■ Prompt
Every line of the records that holds the word "Serialize" should be copied out.

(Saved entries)
____________

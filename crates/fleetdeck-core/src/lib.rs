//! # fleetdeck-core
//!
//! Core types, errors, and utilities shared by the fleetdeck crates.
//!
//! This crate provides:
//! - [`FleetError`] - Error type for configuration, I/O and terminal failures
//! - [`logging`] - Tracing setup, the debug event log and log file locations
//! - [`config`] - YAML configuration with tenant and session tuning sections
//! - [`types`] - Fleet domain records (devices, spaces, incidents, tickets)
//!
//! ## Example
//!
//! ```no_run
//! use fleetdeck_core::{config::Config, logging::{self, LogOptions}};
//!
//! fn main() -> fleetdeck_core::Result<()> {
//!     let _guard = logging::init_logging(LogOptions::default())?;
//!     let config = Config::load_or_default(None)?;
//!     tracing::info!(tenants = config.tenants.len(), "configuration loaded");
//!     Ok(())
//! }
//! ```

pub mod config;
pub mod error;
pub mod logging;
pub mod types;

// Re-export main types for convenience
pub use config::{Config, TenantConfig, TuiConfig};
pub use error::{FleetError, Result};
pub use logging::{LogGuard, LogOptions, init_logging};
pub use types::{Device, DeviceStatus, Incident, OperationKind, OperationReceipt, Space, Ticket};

____________

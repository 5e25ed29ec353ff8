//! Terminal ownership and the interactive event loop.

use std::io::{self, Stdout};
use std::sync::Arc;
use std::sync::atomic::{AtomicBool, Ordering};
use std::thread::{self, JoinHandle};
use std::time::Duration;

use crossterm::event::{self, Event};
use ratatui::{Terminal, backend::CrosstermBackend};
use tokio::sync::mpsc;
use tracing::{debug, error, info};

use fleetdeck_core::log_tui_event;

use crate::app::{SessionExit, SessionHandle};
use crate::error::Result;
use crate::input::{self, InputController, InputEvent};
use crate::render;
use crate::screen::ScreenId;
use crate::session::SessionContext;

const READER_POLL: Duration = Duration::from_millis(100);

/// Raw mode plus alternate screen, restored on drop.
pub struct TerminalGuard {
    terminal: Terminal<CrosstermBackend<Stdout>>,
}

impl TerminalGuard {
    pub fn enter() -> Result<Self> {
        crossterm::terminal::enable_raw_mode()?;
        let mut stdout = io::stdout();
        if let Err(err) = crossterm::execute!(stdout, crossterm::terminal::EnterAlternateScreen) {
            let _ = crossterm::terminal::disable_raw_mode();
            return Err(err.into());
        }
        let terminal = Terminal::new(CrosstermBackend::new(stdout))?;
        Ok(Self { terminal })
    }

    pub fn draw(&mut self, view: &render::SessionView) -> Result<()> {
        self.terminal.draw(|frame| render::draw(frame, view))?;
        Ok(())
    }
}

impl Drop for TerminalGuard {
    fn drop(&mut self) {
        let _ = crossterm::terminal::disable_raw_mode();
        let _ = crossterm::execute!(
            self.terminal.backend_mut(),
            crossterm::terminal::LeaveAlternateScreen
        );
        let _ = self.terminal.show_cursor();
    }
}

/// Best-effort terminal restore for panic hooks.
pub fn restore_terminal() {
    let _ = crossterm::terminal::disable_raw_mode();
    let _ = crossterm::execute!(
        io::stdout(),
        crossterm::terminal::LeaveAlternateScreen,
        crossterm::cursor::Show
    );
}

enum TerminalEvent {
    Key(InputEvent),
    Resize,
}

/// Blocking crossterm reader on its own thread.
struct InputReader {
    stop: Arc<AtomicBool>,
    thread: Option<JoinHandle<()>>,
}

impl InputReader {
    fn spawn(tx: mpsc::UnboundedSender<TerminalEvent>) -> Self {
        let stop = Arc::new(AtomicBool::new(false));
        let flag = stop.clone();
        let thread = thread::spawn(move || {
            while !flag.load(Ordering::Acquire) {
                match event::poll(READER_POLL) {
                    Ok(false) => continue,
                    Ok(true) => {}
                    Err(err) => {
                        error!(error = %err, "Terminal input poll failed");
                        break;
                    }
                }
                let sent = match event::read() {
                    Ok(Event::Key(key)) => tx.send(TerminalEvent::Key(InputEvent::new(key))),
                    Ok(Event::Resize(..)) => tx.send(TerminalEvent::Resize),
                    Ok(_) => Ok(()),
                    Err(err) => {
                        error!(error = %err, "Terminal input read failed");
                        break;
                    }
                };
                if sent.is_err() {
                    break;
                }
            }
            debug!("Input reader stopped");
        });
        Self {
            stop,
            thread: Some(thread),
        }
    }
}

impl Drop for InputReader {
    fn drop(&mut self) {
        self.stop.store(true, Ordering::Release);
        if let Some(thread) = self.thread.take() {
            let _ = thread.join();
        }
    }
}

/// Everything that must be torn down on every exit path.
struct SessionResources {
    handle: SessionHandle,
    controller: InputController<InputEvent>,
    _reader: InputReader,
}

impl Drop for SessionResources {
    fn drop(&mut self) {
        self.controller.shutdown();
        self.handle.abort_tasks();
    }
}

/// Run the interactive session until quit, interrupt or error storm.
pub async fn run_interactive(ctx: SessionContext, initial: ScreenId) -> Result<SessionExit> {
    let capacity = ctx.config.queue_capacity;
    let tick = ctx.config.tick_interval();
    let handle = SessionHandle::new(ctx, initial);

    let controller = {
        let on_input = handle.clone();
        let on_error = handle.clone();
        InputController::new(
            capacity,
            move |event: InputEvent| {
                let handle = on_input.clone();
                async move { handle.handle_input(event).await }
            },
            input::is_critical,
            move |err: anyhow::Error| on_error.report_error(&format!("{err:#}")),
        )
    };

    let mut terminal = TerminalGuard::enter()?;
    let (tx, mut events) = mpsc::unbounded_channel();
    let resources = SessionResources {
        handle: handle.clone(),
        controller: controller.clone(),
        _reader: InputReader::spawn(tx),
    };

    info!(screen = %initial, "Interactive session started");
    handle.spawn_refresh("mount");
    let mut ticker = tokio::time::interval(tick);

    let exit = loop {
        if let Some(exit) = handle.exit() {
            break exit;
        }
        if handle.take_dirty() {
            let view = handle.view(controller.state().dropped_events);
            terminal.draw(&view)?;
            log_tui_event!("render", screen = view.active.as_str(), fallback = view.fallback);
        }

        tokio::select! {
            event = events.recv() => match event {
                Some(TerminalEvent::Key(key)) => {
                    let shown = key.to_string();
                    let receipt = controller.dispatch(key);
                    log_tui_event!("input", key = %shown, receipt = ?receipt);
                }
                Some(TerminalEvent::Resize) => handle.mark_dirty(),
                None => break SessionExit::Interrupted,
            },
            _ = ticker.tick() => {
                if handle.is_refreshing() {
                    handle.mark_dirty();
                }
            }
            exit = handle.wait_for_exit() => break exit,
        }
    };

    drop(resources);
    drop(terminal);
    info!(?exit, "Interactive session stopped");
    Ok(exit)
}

____________

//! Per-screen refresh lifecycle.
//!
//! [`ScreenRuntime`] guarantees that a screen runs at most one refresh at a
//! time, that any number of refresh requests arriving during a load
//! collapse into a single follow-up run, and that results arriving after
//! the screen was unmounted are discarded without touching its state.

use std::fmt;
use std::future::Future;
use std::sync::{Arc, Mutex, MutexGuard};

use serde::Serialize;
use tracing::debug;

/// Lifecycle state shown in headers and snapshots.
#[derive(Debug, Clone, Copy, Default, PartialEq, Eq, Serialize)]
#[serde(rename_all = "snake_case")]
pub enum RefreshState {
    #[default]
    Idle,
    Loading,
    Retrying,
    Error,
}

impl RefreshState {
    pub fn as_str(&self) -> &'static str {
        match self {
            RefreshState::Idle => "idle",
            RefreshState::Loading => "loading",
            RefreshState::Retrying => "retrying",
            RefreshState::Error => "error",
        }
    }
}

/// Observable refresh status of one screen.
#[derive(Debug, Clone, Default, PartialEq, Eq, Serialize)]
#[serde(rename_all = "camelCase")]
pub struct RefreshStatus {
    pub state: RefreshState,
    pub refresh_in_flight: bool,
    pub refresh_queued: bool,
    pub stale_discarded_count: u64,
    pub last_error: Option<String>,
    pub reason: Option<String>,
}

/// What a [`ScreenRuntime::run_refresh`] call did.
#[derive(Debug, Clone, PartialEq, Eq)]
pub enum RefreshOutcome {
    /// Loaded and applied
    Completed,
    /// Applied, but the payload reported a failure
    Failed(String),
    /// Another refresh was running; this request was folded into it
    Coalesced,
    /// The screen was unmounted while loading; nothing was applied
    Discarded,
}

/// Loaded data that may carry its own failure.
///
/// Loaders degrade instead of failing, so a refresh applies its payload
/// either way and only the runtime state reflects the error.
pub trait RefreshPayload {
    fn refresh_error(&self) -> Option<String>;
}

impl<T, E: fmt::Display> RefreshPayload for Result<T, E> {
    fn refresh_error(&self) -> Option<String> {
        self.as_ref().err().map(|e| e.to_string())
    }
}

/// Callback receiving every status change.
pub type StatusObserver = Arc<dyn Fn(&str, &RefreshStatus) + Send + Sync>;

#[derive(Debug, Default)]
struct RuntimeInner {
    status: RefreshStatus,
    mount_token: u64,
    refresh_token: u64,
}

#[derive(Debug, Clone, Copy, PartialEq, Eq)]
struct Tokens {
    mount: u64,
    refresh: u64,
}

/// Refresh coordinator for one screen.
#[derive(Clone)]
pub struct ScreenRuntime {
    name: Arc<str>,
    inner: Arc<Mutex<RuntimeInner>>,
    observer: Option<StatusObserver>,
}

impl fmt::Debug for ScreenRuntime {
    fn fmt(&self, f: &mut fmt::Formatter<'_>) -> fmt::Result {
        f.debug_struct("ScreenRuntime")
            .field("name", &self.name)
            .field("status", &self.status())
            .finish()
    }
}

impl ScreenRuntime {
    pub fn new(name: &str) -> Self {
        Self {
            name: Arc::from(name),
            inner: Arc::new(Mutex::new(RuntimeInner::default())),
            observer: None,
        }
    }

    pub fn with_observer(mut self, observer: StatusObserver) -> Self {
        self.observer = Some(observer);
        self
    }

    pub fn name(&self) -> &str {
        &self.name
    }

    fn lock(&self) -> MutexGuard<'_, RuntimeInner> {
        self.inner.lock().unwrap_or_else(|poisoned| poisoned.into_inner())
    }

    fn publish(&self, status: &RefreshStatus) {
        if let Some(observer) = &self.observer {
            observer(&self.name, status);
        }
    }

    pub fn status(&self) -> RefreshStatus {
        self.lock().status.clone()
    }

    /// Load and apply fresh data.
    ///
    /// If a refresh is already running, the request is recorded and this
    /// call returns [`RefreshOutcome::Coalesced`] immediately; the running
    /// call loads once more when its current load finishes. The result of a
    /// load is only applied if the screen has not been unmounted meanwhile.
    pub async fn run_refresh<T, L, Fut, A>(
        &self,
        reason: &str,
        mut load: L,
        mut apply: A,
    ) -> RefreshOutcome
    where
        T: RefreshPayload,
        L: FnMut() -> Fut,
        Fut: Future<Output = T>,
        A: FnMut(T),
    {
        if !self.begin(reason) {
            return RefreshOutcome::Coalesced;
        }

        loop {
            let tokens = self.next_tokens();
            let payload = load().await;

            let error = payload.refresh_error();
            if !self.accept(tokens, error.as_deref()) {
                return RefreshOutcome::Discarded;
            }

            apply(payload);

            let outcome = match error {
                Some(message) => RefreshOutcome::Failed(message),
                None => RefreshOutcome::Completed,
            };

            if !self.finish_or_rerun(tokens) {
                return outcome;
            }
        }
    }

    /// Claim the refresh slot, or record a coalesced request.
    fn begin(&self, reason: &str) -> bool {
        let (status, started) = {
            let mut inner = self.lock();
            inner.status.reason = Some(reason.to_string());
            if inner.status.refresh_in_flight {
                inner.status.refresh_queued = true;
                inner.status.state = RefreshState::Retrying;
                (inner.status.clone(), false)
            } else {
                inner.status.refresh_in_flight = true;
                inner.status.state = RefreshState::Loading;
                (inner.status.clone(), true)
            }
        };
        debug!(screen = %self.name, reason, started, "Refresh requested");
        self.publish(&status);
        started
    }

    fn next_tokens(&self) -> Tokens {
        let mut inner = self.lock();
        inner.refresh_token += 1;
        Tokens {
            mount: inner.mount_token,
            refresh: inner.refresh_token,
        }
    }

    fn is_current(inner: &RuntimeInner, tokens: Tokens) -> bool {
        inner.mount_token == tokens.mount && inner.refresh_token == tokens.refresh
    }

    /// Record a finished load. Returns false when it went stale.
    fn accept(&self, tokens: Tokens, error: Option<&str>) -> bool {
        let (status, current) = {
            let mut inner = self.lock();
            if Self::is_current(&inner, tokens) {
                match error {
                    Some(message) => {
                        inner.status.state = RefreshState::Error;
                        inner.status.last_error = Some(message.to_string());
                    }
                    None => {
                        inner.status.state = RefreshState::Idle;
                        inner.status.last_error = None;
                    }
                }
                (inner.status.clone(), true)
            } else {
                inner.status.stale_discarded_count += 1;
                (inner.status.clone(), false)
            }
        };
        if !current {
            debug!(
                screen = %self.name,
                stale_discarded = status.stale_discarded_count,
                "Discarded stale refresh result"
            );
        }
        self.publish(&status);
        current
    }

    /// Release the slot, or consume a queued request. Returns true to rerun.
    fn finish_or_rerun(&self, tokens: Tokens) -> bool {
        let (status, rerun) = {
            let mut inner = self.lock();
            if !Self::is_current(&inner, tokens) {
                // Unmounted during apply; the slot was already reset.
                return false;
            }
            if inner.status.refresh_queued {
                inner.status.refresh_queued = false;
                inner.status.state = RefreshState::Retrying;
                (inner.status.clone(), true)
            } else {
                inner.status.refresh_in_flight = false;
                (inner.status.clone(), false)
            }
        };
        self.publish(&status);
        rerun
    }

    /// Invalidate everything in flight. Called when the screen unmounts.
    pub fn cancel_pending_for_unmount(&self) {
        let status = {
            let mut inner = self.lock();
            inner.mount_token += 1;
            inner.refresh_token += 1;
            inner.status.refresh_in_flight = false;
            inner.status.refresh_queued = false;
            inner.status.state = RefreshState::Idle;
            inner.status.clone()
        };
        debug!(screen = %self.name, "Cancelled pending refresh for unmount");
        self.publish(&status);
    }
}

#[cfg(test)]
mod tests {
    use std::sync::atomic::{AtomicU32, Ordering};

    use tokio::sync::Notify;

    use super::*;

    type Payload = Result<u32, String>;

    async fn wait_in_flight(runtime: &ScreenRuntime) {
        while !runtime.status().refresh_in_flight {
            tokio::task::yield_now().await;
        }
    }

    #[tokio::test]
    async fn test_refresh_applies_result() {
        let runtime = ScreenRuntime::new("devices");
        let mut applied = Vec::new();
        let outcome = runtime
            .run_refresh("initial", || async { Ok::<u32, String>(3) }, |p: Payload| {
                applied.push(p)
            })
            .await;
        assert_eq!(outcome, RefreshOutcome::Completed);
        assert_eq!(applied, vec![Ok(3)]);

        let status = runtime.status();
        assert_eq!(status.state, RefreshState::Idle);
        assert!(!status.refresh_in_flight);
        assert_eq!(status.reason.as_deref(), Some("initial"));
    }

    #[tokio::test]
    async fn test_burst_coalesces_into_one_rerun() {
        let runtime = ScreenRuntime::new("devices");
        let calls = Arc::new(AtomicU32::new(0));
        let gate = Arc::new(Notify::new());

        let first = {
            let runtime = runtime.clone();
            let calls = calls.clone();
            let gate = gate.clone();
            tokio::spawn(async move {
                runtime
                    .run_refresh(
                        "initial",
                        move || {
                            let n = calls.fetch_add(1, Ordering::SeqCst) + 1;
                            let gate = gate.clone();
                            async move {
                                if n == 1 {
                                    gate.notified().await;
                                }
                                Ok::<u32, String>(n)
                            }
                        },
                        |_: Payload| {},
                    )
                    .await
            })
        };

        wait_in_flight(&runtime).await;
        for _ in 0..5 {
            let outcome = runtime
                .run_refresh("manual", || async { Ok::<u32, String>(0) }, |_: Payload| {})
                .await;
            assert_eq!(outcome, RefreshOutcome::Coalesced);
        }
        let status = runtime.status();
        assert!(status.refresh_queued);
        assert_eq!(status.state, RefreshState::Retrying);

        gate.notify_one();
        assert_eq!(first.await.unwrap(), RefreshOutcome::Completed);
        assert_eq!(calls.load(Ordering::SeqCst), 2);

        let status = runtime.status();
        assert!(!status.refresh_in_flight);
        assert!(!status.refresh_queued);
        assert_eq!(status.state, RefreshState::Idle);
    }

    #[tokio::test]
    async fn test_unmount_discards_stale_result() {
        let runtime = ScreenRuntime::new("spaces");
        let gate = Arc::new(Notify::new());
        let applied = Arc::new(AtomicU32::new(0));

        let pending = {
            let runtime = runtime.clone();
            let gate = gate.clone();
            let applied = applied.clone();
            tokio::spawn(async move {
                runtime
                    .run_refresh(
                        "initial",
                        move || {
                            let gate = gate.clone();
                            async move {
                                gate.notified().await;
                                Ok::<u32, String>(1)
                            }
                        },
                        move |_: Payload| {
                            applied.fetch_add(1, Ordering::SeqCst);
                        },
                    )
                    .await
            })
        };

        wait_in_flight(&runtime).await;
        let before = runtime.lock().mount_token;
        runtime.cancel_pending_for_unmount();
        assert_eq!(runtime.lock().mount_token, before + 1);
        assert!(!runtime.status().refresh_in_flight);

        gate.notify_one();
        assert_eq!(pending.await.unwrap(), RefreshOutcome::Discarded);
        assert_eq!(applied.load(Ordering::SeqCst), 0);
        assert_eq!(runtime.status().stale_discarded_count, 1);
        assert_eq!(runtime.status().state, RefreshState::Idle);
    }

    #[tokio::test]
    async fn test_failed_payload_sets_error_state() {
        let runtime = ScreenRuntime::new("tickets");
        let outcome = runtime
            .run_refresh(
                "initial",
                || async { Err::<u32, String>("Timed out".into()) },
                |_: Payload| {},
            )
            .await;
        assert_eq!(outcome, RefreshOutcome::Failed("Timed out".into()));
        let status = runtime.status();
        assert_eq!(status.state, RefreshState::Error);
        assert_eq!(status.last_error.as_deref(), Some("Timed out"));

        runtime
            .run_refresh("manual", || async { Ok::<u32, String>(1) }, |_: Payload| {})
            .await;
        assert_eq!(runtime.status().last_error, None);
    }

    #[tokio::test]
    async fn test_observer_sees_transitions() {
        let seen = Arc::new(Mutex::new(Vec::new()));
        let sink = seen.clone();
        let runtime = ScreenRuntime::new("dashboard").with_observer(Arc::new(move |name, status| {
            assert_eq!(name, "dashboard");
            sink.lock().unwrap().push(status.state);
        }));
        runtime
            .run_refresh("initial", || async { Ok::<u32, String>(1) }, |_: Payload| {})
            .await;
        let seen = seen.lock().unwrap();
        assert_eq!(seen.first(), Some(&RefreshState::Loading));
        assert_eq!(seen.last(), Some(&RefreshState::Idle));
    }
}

____________

■ Answer to the problem
use serde::Serialize;
#[derive(Debug, Clone, Copy, Default, PartialEq, Eq, Serialize)]
#[derive(Debug, Clone, Default, PartialEq, Eq, Serialize)]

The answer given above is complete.